▸ **Task requirements**: Among the entries below, find the lines with the word "AsRef" and copy them.

▸ **Provided entries**:
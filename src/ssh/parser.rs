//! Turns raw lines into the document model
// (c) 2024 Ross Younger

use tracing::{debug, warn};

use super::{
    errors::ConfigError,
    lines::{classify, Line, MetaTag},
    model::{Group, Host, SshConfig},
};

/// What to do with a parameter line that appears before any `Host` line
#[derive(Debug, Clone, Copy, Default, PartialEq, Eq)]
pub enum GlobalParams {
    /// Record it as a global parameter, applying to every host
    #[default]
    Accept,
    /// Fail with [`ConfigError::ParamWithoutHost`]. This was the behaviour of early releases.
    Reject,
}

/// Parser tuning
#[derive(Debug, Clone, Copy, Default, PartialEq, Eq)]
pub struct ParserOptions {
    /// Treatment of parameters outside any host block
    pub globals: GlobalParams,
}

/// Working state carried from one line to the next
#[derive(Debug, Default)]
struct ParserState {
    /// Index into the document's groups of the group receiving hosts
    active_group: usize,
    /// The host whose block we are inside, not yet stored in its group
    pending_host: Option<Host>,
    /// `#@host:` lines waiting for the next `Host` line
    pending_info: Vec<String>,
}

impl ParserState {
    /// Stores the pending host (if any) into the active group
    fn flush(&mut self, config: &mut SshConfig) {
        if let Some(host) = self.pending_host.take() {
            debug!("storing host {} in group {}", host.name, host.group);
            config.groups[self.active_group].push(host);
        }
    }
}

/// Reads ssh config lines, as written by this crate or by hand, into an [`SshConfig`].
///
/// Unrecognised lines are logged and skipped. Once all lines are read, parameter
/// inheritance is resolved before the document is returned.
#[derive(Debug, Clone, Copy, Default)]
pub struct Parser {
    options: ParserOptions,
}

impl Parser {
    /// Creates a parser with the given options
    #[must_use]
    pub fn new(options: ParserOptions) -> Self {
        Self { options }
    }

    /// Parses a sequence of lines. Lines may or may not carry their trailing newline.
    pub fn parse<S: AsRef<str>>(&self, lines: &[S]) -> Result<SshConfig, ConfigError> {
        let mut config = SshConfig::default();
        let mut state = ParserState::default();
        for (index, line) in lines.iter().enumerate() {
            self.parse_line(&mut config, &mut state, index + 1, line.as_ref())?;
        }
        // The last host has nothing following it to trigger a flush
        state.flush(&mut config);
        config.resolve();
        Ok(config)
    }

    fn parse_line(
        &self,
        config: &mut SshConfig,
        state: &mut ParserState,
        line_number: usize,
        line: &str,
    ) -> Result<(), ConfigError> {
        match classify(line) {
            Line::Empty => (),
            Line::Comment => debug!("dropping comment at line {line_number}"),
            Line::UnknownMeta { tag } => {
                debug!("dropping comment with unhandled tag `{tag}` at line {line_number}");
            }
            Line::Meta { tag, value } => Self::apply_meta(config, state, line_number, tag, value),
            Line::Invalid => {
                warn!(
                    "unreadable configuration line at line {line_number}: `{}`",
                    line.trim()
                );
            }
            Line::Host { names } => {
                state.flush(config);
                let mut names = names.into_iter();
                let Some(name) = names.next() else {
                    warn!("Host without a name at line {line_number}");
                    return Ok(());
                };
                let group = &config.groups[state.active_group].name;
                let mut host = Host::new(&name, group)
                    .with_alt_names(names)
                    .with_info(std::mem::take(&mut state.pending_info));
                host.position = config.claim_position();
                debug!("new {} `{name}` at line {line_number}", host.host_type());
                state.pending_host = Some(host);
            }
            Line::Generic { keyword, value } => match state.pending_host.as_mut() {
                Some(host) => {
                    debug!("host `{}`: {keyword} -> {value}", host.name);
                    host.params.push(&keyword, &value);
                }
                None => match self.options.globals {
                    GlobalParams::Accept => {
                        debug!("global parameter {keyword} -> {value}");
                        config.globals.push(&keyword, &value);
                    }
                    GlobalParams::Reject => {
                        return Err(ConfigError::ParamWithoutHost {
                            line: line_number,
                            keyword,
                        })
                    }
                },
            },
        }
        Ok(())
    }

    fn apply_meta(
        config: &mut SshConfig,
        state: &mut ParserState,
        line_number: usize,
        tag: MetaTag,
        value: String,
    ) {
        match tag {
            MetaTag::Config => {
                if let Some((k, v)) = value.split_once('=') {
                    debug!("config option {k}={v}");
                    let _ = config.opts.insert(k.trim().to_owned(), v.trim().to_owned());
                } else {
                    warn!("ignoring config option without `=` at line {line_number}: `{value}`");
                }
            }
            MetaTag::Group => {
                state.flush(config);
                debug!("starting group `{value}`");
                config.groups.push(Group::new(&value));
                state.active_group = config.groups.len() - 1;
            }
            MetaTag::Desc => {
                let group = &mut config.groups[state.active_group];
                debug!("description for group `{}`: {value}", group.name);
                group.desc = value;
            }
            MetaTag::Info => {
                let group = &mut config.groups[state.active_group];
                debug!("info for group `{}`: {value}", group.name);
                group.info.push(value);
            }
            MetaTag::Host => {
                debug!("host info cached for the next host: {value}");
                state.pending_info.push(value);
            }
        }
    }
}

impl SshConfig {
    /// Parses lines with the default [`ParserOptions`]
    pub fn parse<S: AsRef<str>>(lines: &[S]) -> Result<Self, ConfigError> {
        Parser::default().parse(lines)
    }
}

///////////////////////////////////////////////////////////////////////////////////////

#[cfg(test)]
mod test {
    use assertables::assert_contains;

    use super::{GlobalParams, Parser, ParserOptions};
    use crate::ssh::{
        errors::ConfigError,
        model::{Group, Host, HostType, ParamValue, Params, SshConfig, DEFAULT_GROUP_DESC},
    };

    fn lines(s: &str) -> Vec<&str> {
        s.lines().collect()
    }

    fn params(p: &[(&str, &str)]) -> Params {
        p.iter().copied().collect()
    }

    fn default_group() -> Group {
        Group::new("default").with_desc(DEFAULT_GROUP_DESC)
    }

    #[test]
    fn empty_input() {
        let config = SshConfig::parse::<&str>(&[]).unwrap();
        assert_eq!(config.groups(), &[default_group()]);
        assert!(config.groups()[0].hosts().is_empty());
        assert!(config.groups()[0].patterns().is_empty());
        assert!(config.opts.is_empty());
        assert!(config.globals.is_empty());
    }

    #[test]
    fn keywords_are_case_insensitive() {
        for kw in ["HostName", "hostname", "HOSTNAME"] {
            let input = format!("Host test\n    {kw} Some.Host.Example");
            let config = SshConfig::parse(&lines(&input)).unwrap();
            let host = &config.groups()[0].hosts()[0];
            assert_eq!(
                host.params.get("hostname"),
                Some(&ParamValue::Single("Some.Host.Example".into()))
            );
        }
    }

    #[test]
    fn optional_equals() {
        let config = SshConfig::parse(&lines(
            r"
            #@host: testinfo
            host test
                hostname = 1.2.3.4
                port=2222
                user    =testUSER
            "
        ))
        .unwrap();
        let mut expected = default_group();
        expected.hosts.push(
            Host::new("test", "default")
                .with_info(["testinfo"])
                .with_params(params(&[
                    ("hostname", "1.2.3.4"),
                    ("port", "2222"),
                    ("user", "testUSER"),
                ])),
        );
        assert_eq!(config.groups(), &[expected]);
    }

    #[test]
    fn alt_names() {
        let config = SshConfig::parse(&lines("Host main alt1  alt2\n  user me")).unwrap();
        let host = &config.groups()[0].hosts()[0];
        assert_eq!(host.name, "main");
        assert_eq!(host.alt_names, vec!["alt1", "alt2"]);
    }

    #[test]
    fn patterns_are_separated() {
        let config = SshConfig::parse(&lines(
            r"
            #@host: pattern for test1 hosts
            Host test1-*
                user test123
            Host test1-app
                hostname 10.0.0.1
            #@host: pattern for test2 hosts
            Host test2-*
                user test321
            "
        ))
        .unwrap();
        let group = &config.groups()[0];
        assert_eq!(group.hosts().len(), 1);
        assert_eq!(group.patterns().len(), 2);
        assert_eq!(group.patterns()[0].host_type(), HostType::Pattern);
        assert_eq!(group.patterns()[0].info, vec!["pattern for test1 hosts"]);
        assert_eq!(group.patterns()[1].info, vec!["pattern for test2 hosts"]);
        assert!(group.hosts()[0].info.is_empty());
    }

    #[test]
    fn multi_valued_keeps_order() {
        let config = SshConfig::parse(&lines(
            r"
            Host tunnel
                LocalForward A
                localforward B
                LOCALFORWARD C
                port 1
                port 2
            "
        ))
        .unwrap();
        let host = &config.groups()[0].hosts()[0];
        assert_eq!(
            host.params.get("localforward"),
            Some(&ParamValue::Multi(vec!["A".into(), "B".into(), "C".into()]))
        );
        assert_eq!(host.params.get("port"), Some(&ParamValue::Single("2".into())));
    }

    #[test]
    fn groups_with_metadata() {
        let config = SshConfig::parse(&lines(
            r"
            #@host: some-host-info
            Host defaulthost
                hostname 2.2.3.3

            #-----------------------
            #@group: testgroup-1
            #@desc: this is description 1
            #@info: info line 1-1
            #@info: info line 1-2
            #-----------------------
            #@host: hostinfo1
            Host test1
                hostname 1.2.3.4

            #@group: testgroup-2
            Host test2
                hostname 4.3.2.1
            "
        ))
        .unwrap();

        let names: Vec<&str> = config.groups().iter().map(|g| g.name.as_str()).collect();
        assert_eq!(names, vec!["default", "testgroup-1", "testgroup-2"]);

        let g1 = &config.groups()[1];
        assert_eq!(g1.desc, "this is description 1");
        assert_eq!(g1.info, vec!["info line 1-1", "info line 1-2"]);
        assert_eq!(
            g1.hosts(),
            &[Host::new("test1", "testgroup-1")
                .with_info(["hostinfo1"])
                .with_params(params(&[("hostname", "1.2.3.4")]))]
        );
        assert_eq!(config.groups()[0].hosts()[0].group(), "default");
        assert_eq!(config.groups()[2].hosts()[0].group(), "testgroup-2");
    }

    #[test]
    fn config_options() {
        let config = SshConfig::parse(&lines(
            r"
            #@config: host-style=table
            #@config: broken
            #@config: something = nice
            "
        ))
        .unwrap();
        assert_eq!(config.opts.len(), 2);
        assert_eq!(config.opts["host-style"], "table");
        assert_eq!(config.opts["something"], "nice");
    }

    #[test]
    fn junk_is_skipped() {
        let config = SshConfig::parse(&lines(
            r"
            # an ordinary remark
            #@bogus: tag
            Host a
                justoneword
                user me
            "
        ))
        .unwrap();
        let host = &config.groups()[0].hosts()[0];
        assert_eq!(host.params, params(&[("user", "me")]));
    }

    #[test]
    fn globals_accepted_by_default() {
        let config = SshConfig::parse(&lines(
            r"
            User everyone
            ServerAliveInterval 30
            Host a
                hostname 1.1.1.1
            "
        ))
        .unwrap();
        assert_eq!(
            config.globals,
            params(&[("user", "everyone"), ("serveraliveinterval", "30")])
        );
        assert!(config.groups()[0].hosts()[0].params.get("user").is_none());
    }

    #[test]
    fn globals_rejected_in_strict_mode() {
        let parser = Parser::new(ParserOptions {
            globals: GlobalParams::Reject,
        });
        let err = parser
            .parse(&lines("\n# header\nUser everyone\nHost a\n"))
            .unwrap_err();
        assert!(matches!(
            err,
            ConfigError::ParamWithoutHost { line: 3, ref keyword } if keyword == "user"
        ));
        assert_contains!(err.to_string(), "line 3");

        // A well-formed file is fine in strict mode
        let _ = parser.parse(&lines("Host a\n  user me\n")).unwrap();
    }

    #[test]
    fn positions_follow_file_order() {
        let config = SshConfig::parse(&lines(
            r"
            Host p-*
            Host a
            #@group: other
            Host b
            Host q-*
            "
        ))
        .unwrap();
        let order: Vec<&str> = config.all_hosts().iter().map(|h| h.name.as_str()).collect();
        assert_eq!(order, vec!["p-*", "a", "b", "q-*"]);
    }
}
---
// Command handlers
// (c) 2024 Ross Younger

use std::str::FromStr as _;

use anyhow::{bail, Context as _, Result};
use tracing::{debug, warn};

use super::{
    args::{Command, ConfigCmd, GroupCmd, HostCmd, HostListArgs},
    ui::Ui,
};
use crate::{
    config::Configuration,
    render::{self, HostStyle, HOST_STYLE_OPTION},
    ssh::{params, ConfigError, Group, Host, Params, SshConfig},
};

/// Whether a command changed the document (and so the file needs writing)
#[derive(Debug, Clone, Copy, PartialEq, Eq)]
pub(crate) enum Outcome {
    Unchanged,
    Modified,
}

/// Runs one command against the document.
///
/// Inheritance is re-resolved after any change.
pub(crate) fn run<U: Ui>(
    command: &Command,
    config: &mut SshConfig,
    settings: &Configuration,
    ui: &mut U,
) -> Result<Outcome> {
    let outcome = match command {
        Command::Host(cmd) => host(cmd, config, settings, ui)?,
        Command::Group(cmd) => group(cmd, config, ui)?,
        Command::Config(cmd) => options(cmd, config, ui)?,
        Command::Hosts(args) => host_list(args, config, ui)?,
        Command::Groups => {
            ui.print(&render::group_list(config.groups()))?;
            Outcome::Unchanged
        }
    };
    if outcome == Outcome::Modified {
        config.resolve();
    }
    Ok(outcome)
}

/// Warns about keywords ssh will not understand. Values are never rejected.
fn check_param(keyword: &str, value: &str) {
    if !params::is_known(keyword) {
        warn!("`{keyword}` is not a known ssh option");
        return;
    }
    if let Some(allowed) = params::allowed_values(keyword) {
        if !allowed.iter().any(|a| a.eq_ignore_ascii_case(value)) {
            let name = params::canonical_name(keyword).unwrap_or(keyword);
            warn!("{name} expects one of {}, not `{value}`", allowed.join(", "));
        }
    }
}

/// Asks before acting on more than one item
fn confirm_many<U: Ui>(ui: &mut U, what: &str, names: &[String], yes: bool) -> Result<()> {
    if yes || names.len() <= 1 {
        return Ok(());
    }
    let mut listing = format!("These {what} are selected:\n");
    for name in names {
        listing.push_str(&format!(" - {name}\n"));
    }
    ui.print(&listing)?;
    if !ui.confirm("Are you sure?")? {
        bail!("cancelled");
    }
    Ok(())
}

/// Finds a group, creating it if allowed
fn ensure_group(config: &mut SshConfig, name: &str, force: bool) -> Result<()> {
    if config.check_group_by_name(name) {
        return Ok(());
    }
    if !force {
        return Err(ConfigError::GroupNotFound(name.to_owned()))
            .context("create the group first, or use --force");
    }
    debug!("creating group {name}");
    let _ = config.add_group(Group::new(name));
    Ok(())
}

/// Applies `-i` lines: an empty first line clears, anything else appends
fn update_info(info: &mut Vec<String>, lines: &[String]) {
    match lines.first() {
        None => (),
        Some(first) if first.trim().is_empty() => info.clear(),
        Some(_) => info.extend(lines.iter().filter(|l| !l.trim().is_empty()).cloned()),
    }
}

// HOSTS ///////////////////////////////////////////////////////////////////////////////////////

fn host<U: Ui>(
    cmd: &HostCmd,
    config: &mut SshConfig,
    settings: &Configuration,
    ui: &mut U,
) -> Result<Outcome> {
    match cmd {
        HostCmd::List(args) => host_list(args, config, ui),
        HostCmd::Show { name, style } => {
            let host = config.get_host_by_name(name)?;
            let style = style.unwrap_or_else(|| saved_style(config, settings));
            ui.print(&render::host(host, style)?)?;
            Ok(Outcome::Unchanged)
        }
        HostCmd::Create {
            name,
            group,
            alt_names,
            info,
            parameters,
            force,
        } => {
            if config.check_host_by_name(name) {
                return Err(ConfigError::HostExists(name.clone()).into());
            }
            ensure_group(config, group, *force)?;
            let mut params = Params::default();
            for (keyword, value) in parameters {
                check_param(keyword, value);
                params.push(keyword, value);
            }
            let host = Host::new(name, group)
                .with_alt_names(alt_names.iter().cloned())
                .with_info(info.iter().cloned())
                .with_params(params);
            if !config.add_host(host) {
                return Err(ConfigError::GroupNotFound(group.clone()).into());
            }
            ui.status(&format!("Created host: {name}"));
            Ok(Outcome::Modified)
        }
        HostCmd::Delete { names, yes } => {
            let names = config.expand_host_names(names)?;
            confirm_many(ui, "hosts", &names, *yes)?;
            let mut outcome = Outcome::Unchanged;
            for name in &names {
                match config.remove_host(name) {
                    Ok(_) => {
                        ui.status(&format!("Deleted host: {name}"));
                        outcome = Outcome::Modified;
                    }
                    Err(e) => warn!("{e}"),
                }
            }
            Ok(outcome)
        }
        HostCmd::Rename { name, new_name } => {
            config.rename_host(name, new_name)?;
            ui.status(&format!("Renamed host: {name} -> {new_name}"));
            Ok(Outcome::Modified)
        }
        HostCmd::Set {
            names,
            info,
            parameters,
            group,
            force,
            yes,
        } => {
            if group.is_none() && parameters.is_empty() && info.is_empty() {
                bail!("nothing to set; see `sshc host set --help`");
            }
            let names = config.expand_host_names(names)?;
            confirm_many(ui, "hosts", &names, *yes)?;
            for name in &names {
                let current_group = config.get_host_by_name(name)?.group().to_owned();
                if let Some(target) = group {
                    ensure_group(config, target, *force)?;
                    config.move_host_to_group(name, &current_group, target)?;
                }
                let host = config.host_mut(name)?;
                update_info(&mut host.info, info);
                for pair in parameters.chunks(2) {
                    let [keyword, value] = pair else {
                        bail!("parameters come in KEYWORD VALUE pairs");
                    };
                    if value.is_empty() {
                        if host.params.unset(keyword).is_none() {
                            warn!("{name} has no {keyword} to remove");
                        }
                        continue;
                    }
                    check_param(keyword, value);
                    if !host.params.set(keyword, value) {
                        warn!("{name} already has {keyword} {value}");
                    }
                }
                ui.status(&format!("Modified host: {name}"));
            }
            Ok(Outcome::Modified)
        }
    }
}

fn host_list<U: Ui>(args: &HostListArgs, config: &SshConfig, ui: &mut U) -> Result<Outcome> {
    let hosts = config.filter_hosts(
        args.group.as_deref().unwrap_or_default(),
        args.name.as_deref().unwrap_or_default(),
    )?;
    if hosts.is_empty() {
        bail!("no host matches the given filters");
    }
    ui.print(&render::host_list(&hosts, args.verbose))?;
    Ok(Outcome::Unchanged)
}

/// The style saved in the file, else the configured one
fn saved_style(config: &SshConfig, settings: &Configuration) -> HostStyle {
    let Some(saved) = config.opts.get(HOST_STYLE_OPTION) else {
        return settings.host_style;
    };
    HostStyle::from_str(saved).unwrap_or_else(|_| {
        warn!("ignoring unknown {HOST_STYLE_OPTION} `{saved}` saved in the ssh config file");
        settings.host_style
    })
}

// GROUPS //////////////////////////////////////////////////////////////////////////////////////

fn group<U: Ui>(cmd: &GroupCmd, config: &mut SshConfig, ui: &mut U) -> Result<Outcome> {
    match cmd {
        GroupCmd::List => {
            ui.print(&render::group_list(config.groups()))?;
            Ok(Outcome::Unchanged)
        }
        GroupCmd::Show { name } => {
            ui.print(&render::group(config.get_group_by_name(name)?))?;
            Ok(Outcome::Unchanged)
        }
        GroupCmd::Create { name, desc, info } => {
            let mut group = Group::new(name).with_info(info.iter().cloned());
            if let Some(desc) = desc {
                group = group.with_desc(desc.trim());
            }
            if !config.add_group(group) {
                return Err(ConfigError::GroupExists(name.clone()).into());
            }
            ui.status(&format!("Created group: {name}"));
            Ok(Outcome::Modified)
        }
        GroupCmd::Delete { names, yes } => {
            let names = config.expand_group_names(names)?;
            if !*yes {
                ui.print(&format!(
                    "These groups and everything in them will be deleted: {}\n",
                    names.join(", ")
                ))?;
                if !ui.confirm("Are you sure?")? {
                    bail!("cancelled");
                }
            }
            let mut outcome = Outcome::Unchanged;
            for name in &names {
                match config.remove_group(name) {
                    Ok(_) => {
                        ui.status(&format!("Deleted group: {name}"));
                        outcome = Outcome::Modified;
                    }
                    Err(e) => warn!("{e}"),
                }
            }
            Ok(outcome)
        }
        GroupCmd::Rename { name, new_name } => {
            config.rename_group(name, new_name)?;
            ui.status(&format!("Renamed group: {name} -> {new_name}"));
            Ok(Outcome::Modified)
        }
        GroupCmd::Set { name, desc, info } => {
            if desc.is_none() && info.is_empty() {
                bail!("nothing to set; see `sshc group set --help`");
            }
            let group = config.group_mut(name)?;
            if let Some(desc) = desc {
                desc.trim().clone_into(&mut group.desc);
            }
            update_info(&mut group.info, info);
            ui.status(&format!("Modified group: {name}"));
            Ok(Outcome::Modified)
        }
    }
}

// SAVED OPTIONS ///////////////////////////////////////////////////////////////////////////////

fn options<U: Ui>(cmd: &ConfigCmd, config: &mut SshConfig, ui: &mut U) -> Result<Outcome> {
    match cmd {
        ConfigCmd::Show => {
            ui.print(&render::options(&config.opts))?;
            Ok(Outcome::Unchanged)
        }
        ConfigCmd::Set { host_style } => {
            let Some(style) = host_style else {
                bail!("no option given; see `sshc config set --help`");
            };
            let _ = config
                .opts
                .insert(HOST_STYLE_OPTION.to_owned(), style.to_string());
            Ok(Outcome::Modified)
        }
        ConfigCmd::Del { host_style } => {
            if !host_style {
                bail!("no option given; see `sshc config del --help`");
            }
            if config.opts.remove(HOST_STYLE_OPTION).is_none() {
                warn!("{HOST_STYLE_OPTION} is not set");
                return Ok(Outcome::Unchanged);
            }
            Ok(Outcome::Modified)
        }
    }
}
---
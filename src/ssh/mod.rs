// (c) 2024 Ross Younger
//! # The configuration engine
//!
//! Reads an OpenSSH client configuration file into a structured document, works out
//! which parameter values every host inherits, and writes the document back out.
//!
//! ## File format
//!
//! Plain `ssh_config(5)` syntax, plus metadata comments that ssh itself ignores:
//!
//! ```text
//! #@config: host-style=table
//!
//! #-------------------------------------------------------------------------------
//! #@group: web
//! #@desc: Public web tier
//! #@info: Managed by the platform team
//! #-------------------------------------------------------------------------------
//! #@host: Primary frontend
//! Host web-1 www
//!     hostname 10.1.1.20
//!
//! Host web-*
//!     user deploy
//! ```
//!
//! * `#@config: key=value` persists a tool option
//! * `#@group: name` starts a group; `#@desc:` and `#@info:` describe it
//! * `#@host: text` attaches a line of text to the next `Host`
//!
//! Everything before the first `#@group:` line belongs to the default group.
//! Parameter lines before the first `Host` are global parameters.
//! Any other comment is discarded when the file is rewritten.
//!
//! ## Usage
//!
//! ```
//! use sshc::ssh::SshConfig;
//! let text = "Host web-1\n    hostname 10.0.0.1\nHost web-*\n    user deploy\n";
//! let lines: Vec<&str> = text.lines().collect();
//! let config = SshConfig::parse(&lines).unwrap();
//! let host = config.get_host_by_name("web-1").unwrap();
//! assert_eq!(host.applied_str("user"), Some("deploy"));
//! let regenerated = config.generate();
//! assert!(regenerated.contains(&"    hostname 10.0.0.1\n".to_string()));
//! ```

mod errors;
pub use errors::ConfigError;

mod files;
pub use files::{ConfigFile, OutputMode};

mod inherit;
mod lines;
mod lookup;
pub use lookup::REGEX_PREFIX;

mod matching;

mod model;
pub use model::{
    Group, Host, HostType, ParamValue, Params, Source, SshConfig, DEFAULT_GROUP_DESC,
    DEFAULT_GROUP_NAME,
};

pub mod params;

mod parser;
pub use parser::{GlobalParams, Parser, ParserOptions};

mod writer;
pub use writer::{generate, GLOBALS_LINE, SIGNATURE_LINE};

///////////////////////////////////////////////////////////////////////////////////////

▸ **Result below**:
    pub fn parse<S: AsRef<str>>(&self, lines: &[S]) -> Result<SshConfig, ConfigError> {
    pub fn parse<S: AsRef<str>>(lines: &[S]) -> Result<Self, ConfigError> {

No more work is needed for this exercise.